BEGIN
//! Direct (host-process) execution.
//!
//! Runs the payload with the host script runtime and a minimal environment.
//! No isolation beyond process boundaries; only for operators who explicitly
//! trust their payloads.

use std::collections::HashMap;
use std::path::Path;
use std::process::Stdio;

use crate::config::Limits;
use crate::error::{Error, Result};
use crate::executor::{RunOutput, TRUNCATION_MARKER};

/// Execute the payload entry file on the host.
pub async fn run_payload(
    runtime_bin: &str,
    entry_file: &Path,
    limits: &Limits,
    env: HashMap<String, String>,
) -> Result<RunOutput> {
    let start = std::time::Instant::now();

    let mut cmd = tokio::process::Command::new(runtime_bin);
    cmd.arg(entry_file)
        .env_clear()
        .envs(&env)
        .stdin(Stdio::null())
        .stdout(Stdio::piped())
        .stderr(Stdio::piped())
        .kill_on_drop(true);

    // The runtime needs PATH to resolve itself when given a bare name.
    if let Ok(path) = std::env::var("PATH") {
        cmd.env("PATH", path);
    }

    let mut child = cmd.spawn().map_err(|e| Error::StartFailed {
        reason: format!("failed to spawn {}: {}", runtime_bin, e),
    })?;

    let output = match tokio::time::timeout(limits.wall_clock, child.wait_with_output()).await {
        Ok(Ok(output)) => output,
        Ok(Err(e)) => {
            return Err(Error::StartFailed {
                reason: format!("payload process failed: {}", e),
            });
        }
        Err(_) => {
            // wait_with_output consumed the child; kill_on_drop delivers the
            // kill when the future above is dropped by the timeout.
            return Err(Error::Timeout(limits.wall_clock));
        }
    };

    let (stdout, stdout_truncated) = cap_output(&output.stdout, limits.max_output_bytes);
    let (stderr, stderr_truncated) = cap_output(&output.stderr, limits.max_output_bytes);

    Ok(RunOutput {
        exit_code: output.status.code().unwrap_or(-1) as i64,
        stdout,
        stderr,
        duration: start.elapsed(),
        truncated: stdout_truncated || stderr_truncated,
        oom_killed: false,
    })
}

fn cap_output(bytes: &[u8], cap: usize) -> (String, bool) {
    let text = String::from_utf8_lossy(bytes);
    if text.len() <= cap {
        return (text.to_string(), false);
    }
    let mut cut = cap;
    while cut > 0 && !text.is_char_boundary(cut) {
        cut -= 1;
    }
    let mut capped = text[..cut].to_string();
    capped.push_str(TRUNCATION_MARKER);
    (capped, true)
}

#[cfg(test)]
mod tests {
    use super::*;
    use std::time::Duration;

    fn node_available() -> bool {
        std::process::Command::new("node")
            .arg("--version")
            .output()
            .map(|o| o.status.success())
            .unwrap_or(false)
    }

    async fn write_payload(dir: &tempfile::TempDir, source: &str) -> std::path::PathBuf {
        let path = dir.path().join("main.js");
        tokio::fs::write(&path, source).await.unwrap();
        path
    }

    #[test]
    fn test_cap_output() {
        let (text, truncated) = cap_output(b"short", 100);
        assert!(!truncated);
        assert_eq!(text, "short");

        let (text, truncated) = cap_output(b"0123456789", 4);
        assert!(truncated);
        assert!(text.starts_with("0123"));
        assert!(text.ends_with(TRUNCATION_MARKER));
    }

    #[tokio::test]
    async fn test_direct_execution() {
        if !node_available() {
            eprintln!("Skipping direct execution test: node not available");
            return;
        }

        let dir = tempfile::tempdir().unwrap();
        let entry = write_payload(&dir, "console.log('hello'); console.error('oops');").await;

        let output = run_payload("node", &entry, &Limits::default(), HashMap::new())
            .await
            .unwrap();

        assert_eq!(output.exit_code, 0);
        assert!(output.stdout.contains("hello"));
        assert!(output.stderr.contains("oops"));
        assert!(!output.truncated);
    }

    #[tokio::test]
    async fn test_direct_nonzero_exit() {
        if !node_available() {
            eprintln!("Skipping direct execution test: node not available");
            return;
        }

        let dir = tempfile::tempdir().unwrap();
        let entry = write_payload(&dir, "process.exit(3);").await;

        let output = run_payload("node", &entry, &Limits::default(), HashMap::new())
            .await
            .unwrap();
        assert_eq!(output.exit_code, 3);
    }

    #[tokio::test]
    async fn test_direct_timeout() {
        if !node_available() {
            eprintln!("Skipping direct execution test: node not available");
            return;
        }

        let dir = tempfile::tempdir().unwrap();
        let entry = write_payload(&dir, "setTimeout(() => {}, 60000);").await;

        let limits = Limits {
            wall_clock: Duration::from_millis(200),
            ..Default::default()
        };

        let result = run_payload("node", &entry, &limits, HashMap::new()).await;
        assert!(matches!(result, Err(Error::Timeout(_))));
    }

    #[tokio::test]
    async fn test_missing_runtime_is_start_failure() {
        let dir = tempfile::tempdir().unwrap();
        let entry = write_payload(&dir, "1;").await;

        let result = run_payload(
            "/nonexistent/crucible-runtime",
            &entry,
            &Limits::default(),
            HashMap::new(),
        )
        .await;
        assert!(matches!(result, Err(Error::StartFailed { .. })));
    }
}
END
| Assignment |
Write the material out again in full, leaving no line out.

| Response for this exercise |
//! Direct (host-process) execution.
//!
//! Runs the payload with the host script runtime and a minimal environment.
//! No isolation beyond process boundaries; only for operators who explicitly
//! trust their payloads.

use std::collections::HashMap;
use std::path::Path;
use std::process::Stdio;

use crate::config::Limits;
use crate::error::{Error, Result};
use crate::executor::{RunOutput, TRUNCATION_MARKER};

/// Execute the payload entry file on the host.
pub async fn run_payload(
    runtime_bin: &str,
    entry_file: &Path,
    limits: &Limits,
    env: HashMap<String, String>,
) -> Result<RunOutput> {
    let start = std::time::Instant::now();

    let mut cmd = tokio::process::Command::new(runtime_bin);
    cmd.arg(entry_file)
        .env_clear()
        .envs(&env)
        .stdin(Stdio::null())
        .stdout(Stdio::piped())
        .stderr(Stdio::piped())
        .kill_on_drop(true);

    // The runtime needs PATH to resolve itself when given a bare name.
    if let Ok(path) = std::env::var("PATH") {
        cmd.env("PATH", path);
    }

    let mut child = cmd.spawn().map_err(|e| Error::StartFailed {
        reason: format!("failed to spawn {}: {}", runtime_bin, e),
    })?;

    let output = match tokio::time::timeout(limits.wall_clock, child.wait_with_output()).await {
        Ok(Ok(output)) => output,
        Ok(Err(e)) => {
            return Err(Error::StartFailed {
                reason: format!("payload process failed: {}", e),
            });
        }
        Err(_) => {
            // wait_with_output consumed the child; kill_on_drop delivers the
            // kill when the future above is dropped by the timeout.
            return Err(Error::Timeout(limits.wall_clock));
        }
    };

    let (stdout, stdout_truncated) = cap_output(&output.stdout, limits.max_output_bytes);
    let (stderr, stderr_truncated) = cap_output(&output.stderr, limits.max_output_bytes);

    Ok(RunOutput {
        exit_code: output.status.code().unwrap_or(-1) as i64,
        stdout,
        stderr,
        duration: start.elapsed(),
        truncated: stdout_truncated || stderr_truncated,
        oom_killed: false,
    })
}

fn cap_output(bytes: &[u8], cap: usize) -> (String, bool) {
    let text = String::from_utf8_lossy(bytes);
    if text.len() <= cap {
        return (text.to_string(), false);
    }
    let mut cut = cap;
    while cut > 0 && !text.is_char_boundary(cut) {
        cut -= 1;
    }
    let mut capped = text[..cut].to_string();
    capped.push_str(TRUNCATION_MARKER);
    (capped, true)
}

#[cfg(test)]
mod tests {
    use super::*;
    use std::time::Duration;

    fn node_available() -> bool {
        std::process::Command::new("node")
            .arg("--version")
            .output()
            .map(|o| o.status.success())
            .unwrap_or(false)
    }

    async fn write_payload(dir: &tempfile::TempDir, source: &str) -> std::path::PathBuf {
        let path = dir.path().join("main.js");
        tokio::fs::write(&path, source).await.unwrap();
        path
    }

    #[test]
    fn test_cap_output() {
        let (text, truncated) = cap_output(b"short", 100);
        assert!(!truncated);
        assert_eq!(text, "short");

        let (text, truncated) = cap_output(b"0123456789", 4);
        assert!(truncated);
        assert!(text.starts_with("0123"));
        assert!(text.ends_with(TRUNCATION_MARKER));
    }

    #[tokio::test]
    async fn test_direct_execution() {
        if !node_available() {
            eprintln!("Skipping direct execution test: node not available");
            return;
        }

        let dir = tempfile::tempdir().unwrap();
        let entry = write_payload(&dir, "console.log('hello'); console.error('oops');").await;

        let output = run_payload("node", &entry, &Limits::default(), HashMap::new())
            .await
            .unwrap();

        assert_eq!(output.exit_code, 0);
        assert!(output.stdout.contains("hello"));
        assert!(output.stderr.contains("oops"));
        assert!(!output.truncated);
    }

    #[tokio::test]
    async fn test_direct_nonzero_exit() {
        if !node_available() {
            eprintln!("Skipping direct execution test: node not available");
            return;
        }

        let dir = tempfile::tempdir().unwrap();
        let entry = write_payload(&dir, "process.exit(3);").await;

        let output = run_payload("node", &entry, &Limits::default(), HashMap::new())
            .await
            .unwrap();
        assert_eq!(output.exit_code, 3);
    }

    #[tokio::test]
    async fn test_direct_timeout() {
        if !node_available() {
            eprintln!("Skipping direct execution test: node not available");
            return;
        }

        let dir = tempfile::tempdir().unwrap();
        let entry = write_payload(&dir, "setTimeout(() => {}, 60000);").await;

        let limits = Limits {
            wall_clock: Duration::from_millis(200),
            ..Default::default()
        };

        let result = run_payload("node", &entry, &limits, HashMap::new()).await;
        assert!(matches!(result, Err(Error::Timeout(_))));
    }

    #[tokio::test]
    async fn test_missing_runtime_is_start_failure() {
        let dir = tempfile::tempdir().unwrap();
        let entry = write_payload(&dir, "1;").await;

        let result = run_payload(
            "/nonexistent/crucible-runtime",
            &entry,
            &Limits::default(),
            HashMap::new(),
        )
        .await;
        assert!(matches!(result, Err(Error::StartFailed { .. })));
    }
}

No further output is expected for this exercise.